__Records shown__
┄┄┄┄┄┄┄┄┄┄

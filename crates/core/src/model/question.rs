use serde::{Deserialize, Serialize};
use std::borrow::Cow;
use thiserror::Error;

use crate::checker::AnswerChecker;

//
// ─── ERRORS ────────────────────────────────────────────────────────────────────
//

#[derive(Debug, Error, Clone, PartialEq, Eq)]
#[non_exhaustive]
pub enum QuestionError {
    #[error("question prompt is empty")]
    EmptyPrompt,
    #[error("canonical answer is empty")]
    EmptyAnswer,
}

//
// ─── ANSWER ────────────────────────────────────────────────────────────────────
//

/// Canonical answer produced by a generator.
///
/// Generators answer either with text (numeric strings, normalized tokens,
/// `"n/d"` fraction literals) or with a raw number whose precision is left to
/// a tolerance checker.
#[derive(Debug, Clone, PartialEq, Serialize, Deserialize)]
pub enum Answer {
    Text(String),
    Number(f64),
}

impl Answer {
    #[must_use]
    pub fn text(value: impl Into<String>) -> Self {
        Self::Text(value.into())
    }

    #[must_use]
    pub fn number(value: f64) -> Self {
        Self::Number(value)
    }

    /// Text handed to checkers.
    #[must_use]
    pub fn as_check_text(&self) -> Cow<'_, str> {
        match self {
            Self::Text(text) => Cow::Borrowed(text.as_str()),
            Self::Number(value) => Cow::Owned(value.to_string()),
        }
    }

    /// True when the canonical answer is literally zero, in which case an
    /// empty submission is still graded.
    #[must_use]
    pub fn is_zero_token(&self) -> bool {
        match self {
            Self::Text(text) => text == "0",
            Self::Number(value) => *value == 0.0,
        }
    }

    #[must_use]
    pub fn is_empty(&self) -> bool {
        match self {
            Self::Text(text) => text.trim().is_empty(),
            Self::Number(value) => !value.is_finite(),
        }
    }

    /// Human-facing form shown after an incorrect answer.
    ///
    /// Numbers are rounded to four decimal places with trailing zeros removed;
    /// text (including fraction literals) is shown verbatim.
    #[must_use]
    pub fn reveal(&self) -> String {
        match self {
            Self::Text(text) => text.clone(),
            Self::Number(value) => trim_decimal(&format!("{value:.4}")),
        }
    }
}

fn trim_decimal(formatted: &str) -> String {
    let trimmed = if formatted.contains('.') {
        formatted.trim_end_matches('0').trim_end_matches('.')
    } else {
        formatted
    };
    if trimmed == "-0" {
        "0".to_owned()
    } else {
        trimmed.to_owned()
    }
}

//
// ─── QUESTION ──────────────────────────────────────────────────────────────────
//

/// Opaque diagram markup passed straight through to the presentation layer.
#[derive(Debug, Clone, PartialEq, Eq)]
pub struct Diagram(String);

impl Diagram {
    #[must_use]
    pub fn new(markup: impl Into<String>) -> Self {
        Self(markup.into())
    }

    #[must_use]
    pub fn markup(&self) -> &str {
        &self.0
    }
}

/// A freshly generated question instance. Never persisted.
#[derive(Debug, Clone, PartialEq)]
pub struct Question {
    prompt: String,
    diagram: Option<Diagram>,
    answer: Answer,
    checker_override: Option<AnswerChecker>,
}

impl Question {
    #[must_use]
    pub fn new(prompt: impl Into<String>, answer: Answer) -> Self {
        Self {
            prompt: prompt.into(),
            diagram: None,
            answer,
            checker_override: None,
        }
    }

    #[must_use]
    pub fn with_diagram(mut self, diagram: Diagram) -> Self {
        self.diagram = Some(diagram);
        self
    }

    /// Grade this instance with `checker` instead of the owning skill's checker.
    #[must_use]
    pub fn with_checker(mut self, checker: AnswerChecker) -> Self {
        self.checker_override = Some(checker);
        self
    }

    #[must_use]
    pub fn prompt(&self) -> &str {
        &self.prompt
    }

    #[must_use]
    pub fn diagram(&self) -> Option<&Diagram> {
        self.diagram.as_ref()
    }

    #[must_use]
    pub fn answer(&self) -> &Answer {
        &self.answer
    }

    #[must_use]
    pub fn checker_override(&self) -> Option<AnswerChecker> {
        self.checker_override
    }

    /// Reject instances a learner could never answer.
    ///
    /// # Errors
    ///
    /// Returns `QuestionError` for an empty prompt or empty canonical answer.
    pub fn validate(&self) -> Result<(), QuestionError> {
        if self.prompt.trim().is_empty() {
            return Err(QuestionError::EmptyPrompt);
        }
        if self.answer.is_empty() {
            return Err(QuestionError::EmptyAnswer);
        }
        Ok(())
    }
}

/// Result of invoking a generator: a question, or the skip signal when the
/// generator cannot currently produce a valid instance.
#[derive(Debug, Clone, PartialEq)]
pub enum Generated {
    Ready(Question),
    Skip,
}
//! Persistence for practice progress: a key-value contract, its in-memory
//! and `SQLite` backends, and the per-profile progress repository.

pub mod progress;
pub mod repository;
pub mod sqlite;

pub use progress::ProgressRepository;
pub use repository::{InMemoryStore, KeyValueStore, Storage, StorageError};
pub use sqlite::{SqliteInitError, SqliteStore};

┄┄┄┄┄┄┄┄┄┄

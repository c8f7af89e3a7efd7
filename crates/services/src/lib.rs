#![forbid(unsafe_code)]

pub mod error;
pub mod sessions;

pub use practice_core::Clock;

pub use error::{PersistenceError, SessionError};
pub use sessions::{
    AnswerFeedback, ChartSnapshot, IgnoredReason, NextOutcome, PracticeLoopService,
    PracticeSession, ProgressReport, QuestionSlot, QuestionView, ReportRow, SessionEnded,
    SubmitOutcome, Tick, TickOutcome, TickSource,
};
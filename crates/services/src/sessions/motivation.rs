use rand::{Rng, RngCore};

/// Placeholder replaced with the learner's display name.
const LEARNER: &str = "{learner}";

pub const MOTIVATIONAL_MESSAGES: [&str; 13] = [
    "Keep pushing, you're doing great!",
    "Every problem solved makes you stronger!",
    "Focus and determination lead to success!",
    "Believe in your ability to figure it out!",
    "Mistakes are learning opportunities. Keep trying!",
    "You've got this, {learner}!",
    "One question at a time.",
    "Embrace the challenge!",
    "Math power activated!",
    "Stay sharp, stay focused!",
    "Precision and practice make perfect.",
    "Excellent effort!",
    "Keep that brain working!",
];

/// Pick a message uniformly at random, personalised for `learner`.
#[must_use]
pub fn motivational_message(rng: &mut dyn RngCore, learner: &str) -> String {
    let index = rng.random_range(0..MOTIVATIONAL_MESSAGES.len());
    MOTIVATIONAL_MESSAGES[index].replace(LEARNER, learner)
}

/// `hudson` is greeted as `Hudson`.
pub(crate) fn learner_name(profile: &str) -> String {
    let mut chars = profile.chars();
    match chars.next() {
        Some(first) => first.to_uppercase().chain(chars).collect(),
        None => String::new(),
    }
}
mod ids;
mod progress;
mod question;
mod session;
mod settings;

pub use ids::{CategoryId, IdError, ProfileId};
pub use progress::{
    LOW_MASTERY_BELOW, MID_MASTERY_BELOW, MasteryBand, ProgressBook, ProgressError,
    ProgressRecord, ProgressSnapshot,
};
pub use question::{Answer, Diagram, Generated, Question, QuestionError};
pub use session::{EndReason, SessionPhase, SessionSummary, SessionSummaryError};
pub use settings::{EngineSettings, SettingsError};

┄┄┄┄┄┄┄┄┄┄

__Exercise aim__
Using the entries above, repeat only the lines from the one containing "filename crates/core/src/model/question.rs" through the one containing "pub fn text(value: impl", end lines included.

__Task solution__
filename crates/core/src/model/question.rs
use serde::{Deserialize, Serialize};
use std::borrow::Cow;
use thiserror::Error;

use crate::checker::AnswerChecker;

//
// ─── ERRORS ────────────────────────────────────────────────────────────────────
//

#[derive(Debug, Error, Clone, PartialEq, Eq)]
#[non_exhaustive]
pub enum QuestionError {
    #[error("question prompt is empty")]
    EmptyPrompt,
    #[error("canonical answer is empty")]
    EmptyAnswer,
}

//
// ─── ANSWER ────────────────────────────────────────────────────────────────────
//

/// Canonical answer produced by a generator.
///
/// Generators answer either with text (numeric strings, normalized tokens,
/// `"n/d"` fraction literals) or with a raw number whose precision is left to
/// a tolerance checker.
#[derive(Debug, Clone, PartialEq, Serialize, Deserialize)]
pub enum Answer {
    Text(String),
    Number(f64),
}

impl Answer {
    #[must_use]
    pub fn text(value: impl Into<String>) -> Self {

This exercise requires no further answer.